Copyright © 2009 by POW. For spam prevention, an animal name has been added to the author’s e-mail address. Remove the animal name to get the actual address: POWauthor zebra at yahoo dot com. This story may be freely copied and distributed so long as it is copied in its entirety, unchanged, including the author credit information and disclaimer. Other POW stories are available at https://powauthor.wordpress.com. The author welcomes feedback.


Angelo Fellini

I love my brother. I know that doesn’t sound like much – everyone loves their family. But we were always different. We had a special bond with each other, closer than most brothers, closer even than most twins. Closer than lovers. Our love was something beyond the ordinary.

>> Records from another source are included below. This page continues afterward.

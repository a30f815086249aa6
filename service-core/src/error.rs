use axum::{
    http::StatusCode,
    response::{IntoResponse, Response},
    Json,
};
use serde::Serialize;
use thiserror::Error;

/// Fallback text shown when the backend rejects a call without saying why.
pub const UPSTREAM_FALLBACK_MESSAGE: &str = "The invoice service could not complete the request";

#[derive(Debug, Error)]
pub enum AppError {
    #[error("Validation error: {0}")]
    ValidationError(#[from] validator::ValidationErrors),

    #[error("Bad request: {0}")]
    BadRequest(anyhow::Error),

    #[error("Not found: {0}")]
    NotFound(anyhow::Error),

    #[error("Unauthorized: {0}")]
    Unauthorized(anyhow::Error),

    #[error("Forbidden: {0}")]
    Forbidden(anyhow::Error),

    #[error("Conflict: {0}")]
    Conflict(anyhow::Error),

    /// The backend answered with a non-2xx status.
    #[error("Upstream error ({status}): {}", message.as_deref().unwrap_or(UPSTREAM_FALLBACK_MESSAGE))]
    Upstream { status: u16, message: Option<String> },

    /// The backend could not be reached or answered with something unreadable.
    #[error("Bad Gateway: {0}")]
    BadGateway(String),

    #[error("Storage error: {0}")]
    StorageError(anyhow::Error),

    #[error("Internal server error: {0}")]
    InternalError(#[from] anyhow::Error),

    #[error("Service Unavailable")]
    ServiceUnavailable,

    #[error("Configuration error: {0}")]
    ConfigError(anyhow::Error),
}

impl AppError {
    /// Shorthand for a local validation failure that never reached the network.
    pub fn invalid(message: impl Into<String>) -> Self {
        AppError::BadRequest(anyhow::anyhow!(message.into()))
    }

    /// Message suitable for a user-facing notice.
    pub fn user_message(&self) -> String {
        match self {
            AppError::Upstream { message, .. } => message
                .clone()
                .unwrap_or_else(|| UPSTREAM_FALLBACK_MESSAGE.to_string()),
            AppError::BadRequest(err)
            | AppError::NotFound(err)
            | AppError::Unauthorized(err)
            | AppError::Forbidden(err)
            | AppError::Conflict(err) => err.to_string(),
            AppError::ValidationError(_) => "Validation error".to_string(),
            AppError::BadGateway(_) => UPSTREAM_FALLBACK_MESSAGE.to_string(),
            AppError::StorageError(_) => "File storage error".to_string(),
            AppError::InternalError(_) => "Internal server error".to_string(),
            AppError::ServiceUnavailable => "Service unavailable".to_string(),
            AppError::ConfigError(_) => "Configuration error".to_string(),
        }
    }
}

impl From<config::ConfigError> for AppError {
    fn from(err: config::ConfigError) -> Self {
        AppError::ConfigError(anyhow::Error::new(err))
    }
}

impl From<std::io::Error> for AppError {
    fn from(err: std::io::Error) -> Self {
        AppError::InternalError(anyhow::Error::new(err))
    }
}

impl From<reqwest::Error> for AppError {
    fn from(err: reqwest::Error) -> Self {
        AppError::BadGateway(err.to_string())
    }
}

impl IntoResponse for AppError {
    fn into_response(self) -> Response {
        #[derive(Serialize)]
        struct ErrorResponse {
            error: String,
            #[serde(skip_serializing_if = "Option::is_none")]
            details: Option<String>,
        }

        let message = self.user_message();
        let (status, details) = match &self {
            AppError::ValidationError(err) => {
                (StatusCode::UNPROCESSABLE_ENTITY, Some(err.to_string()))
            }
            AppError::BadRequest(_) => (StatusCode::BAD_REQUEST, None),
            AppError::NotFound(_) => (StatusCode::NOT_FOUND, None),
            AppError::Unauthorized(_) => (StatusCode::UNAUTHORIZED, None),
            AppError::Forbidden(_) => (StatusCode::FORBIDDEN, None),
            AppError::Conflict(_) => (StatusCode::CONFLICT, None),
            AppError::Upstream { status, .. } => (upstream_status(*status), None),
            AppError::BadGateway(msg) => (StatusCode::BAD_GATEWAY, Some(msg.clone())),
            AppError::StorageError(err) => {
                (StatusCode::INTERNAL_SERVER_ERROR, Some(err.to_string()))
            }
            AppError::InternalError(err) => {
                (StatusCode::INTERNAL_SERVER_ERROR, Some(format!("{:#}", err)))
            }
            AppError::ServiceUnavailable => (StatusCode::SERVICE_UNAVAILABLE, None),
            AppError::ConfigError(err) => {
                (StatusCode::INTERNAL_SERVER_ERROR, Some(err.to_string()))
            }
        };

        if status.is_server_error() {
            tracing::error!(status = %status, error = %self, "Request failed");
        }

        (
            status,
            Json(ErrorResponse {
                error: message,
                details,
            }),
        )
            .into_response()
    }
}

/// Client errors from the backend keep their status; everything else is a gateway failure.
fn upstream_status(status: u16) -> StatusCode {
    match StatusCode::from_u16(status) {
        Ok(code) if code.is_client_error() => code,
        _ => StatusCode::BAD_GATEWAY,
    }
}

Something precious. Something… unique.

I could not let that love die.

You may have heard of us, though probably not by our real names. Our real names were a joke played on us by our mother. Seventeen years old and pregnant, she thought it was a hoot and a half to name her twin boys “Huey” and “Dewey”. With a last name of “Lewis”. Her inspiration, as she told anyone who would listen, was a combination of a then-current pop singer and Donald Duck. It was a cruel thing to saddle a couple of kids with, and once we got old enough to go to the bully-filled purgatory called “school”, we learned to never use our full names, going by “H” and “D” instead.

Our names were just one of the things we left behind when we finally got the hell out of that benighted little Wisconsin town. The name you might have heard would be “Angelo Fellini”. That was our stage name once we finally got our lives on track. “Angelo” for the angels, “Fellini” because it was based on a word I found in a book once, “fellatio”, only made smooth and Italian-sounding and different enough from the original that you would only recognize it if you were looking for it. Angelo Fellini. Angelic cock-sucker.

Perhaps I flatter myself that you might recognize us. After all, we were never big-name stars. True, we had a regular show at the Casino La Reina in Las Vegas, but that’s a modest little place, nothing at all like Caesar’s or the Sands. We did eight shows a week, twice on Friday and Saturday, Mondays off. We were illusionists. Magicians, to use the general public’s term. Good at what we did, but not A-listers like James Randi or the Davids, Blaine and Copperfield.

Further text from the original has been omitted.